Politicians say so many remarkably stupid things about marijuana and drug use in general. Let's not try to rank how poorly GOP presidential hopeful and Ohio Gov. John Kasich's approaches legalization and just shoot down the dumb things he says. He sat down for an interview with Michigan's MLive. His home state is considering marijuana legalization, and he tells MLive it's a terrible idea:
"It sends mixes messages to young people about drugs," Kasich told MLive.com on Tuesday as he wrapped up a two-day swing through Michigan. "I don't think we should do that. We need to tell young people to stay off drugs."
Kasich acknowledged the distinction between marijuana and harder drugs like heroin but suggested that legalization could cloud the issue for young people.
"So some drugs are okay but others aren't? We've got kids.

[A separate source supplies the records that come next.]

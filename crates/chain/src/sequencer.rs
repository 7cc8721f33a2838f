//! Sequencer liveness gate for L2 deployments.
//!
//! Reads a Chainlink-style sequencer-uptime feed (`answer==0` while up,
//! `1` while down, `updatedAt` set to the downtime-start or
//! recovery-start timestamp) and exposes a simple up/down flag that the
//! policy engine consults before admitting any candidate on that chain.
//!
//! A feed reporting `answer==0` immediately after a recovery is still
//! untrustworthy for a grace window (the sequencer can flap), and one that
//! hasn't reported in a long time is itself a signal something's wrong with
//! the feed or chain, not just the sequencer — both cases are treated as
//! DOWN. UP therefore requires the reported update age to sit inside a
//! band, not merely below a staleness ceiling.
//!
//! Grounded on `oracle::chainlink::ChainlinkOracle` for the aggregator read
//! shape (`latestRoundData`, I256->U256 positive-answer handling) and the
//! poll-then-expose-a-stats-snapshot bookkeeping pattern used elsewhere in
//! this crate's tier-tracking code.

use alloy::primitives::Address;
use alloy::providers::Provider;
use alloy::sol;
use anyhow::Result;
use dashmap::DashMap;
use std::sync::Arc;
use std::time::{Duration, SystemTime, UNIX_EPOCH};
use tracing::{debug, warn};

sol! {
    #[sol(rpc)]
    interface ISequencerUptimeFeed {
        function latestRoundData() external view returns (
            uint80 roundId,
            int256 answer,
            uint256 startedAt,
            uint256 updatedAt,
            uint80 answeredInRound
        );
    }
}

/// Feed reported up, with an update age inside `[recoveryGraceSec, staleAfterSec]`.
const RECOVERY_GRACE_SECS: u64 = 60;
const STALE_AFTER_SECS: u64 = 120;
/// Poll cadence; the spec's liveness requirement is "no staler than 30s".
pub const POLL_INTERVAL: Duration = Duration::from_secs(20);

fn now_unix() -> u64 {
    SystemTime::now()
        .duration_since(UNIX_EPOCH)
        .map(|d| d.as_secs())
        .unwrap_or(0)
}

#[derive(Debug, Clone, Copy, PartialEq, Eq)]
pub enum SequencerStatus {
    Up,
    Down,
}

#[derive(Debug, Clone, Copy)]
struct FeedSnapshot {
    status: SequencerStatus,
    answer_zero: bool,
    update_age_secs: u64,
    polled_at: u64,
}

/// Polls one sequencer-uptime feed and caches the last reading. One instance
/// per chain that needs the gate (mainnet L1 deployments have none).
pub struct SequencerGate<P> {
    feed: Address,
    provider: Arc<P>,
    last: DashMap<(), FeedSnapshot>,
}

impl<P: Provider + Clone + Send + Sync + 'static> SequencerGate<P> {
    pub fn new(feed: Address, provider: Arc<P>) -> Self {
        Self {
            feed,
            provider,
            last: DashMap::new(),
        }
    }

    /// Poll the feed once and update the cached snapshot. Callers run this
    /// on a loop at `POLL_INTERVAL`; `is_up()` always serves the cache so
    /// admission checks never block on an RPC round trip.
    pub async fn poll(&self) -> Result<SequencerStatus> {
        let feed = ISequencerUptimeFeed::new(self.feed, &*self.provider);
        let round = feed.latestRoundData().call().await?;

        let answer_zero = round.answer.is_zero();
        let updated_at: u64 = round.updatedAt.try_into().unwrap_or(0);
        let now = now_unix();
        let update_age_secs = now.saturating_sub(updated_at);

        let status = if answer_zero
            && update_age_secs >= RECOVERY_GRACE_SECS
            && update_age_secs <= STALE_AFTER_SECS
        {
            SequencerStatus::Up
        } else {
            SequencerStatus::Down
        };

        if status == SequencerStatus::Down {
            warn!(
                feed = %self.feed,
                answer_zero,
                update_age_secs,
                "sequencer gate reports DOWN"
            );
        }

        self.last.insert(
            (),
            FeedSnapshot {
                status,
                answer_zero,
                update_age_secs,
                polled_at: now,
            },
        );
        Ok(status)
    }

    /// Last known status without polling. Treated as DOWN until the first
    /// successful poll completes, since an unknown sequencer state must
    /// never silently admit liquidations.
    pub fn is_up(&self) -> bool {
        self.last
            .get(&())
            .map(|s| s.status == SequencerStatus::Up)
            .unwrap_or(false)
    }

    pub fn last_poll_age_secs(&self) -> Option<u64> {
        self.last.get(&()).map(|s| now_unix().saturating_sub(s.polled_at))
    }
}

/// Abstraction the policy engine consults, so chains without a sequencer
/// feed (mainnet L1) can provide an always-up implementation without
/// threading an `Option<SequencerGate<P>>` through call sites.
pub trait SequencerLiveness: Send + Sync {
    fn is_up(&self) -> bool;
}

impl<P: Provider + Clone + Send + Sync + 'static> SequencerLiveness for SequencerGate<P> {
    fn is_up(&self) -> bool {
        SequencerGate::is_up(self)
    }
}

/// Always-up liveness source for chains with no sequencer-uptime feed.
#[derive(Debug, Clone, Copy, Default)]
pub struct AlwaysUp;

impl SequencerLiveness for AlwaysUp {
    fn is_up(&self) -> bool {
        true
    }
}

#[cfg(test)]
mod tests {
    use super::*;

    fn status_for(answer_zero: bool, update_age_secs: u64) -> SequencerStatus {
        if answer_zero && update_age_secs >= RECOVERY_GRACE_SECS && update_age_secs <= STALE_AFTER_SECS {
            SequencerStatus::Up
        } else {
            SequencerStatus::Down
        }
    }

    #[test]
    fn recently_recovered_feed_is_still_down() {
        // Recovery grace period hasn't elapsed yet.
        assert_eq!(status_for(true, 30), SequencerStatus::Down);
    }

    #[test]
    fn age_within_band_is_up() {
        assert_eq!(status_for(true, 90), SequencerStatus::Up);
    }

    #[test]
    fn stale_feed_is_down_even_with_zero_answer() {
        assert_eq!(status_for(true, 600), SequencerStatus::Down);
    }

    #[test]
    fn nonzero_answer_is_always_down() {
        assert_eq!(status_for(false, 90), SequencerStatus::Down);
    }

    #[test]
    fn always_up_reports_up() {
        assert!(AlwaysUp.is_up());
    }
}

Why don't we just say don't do drugs, period," Kasich said.
It's kind of a one-two punch of poorly thought-out, inane reactions that are countered remarkably easily. First, we allow adults to consume alcohol and cigarettes and not kids. To the extent that "mixed messages" are being sent, we're already sending them. And that's not even getting into the absurdity of legally curtailing the freedom of adults to control what they put into their bodies on the basis of how minors will interpret it.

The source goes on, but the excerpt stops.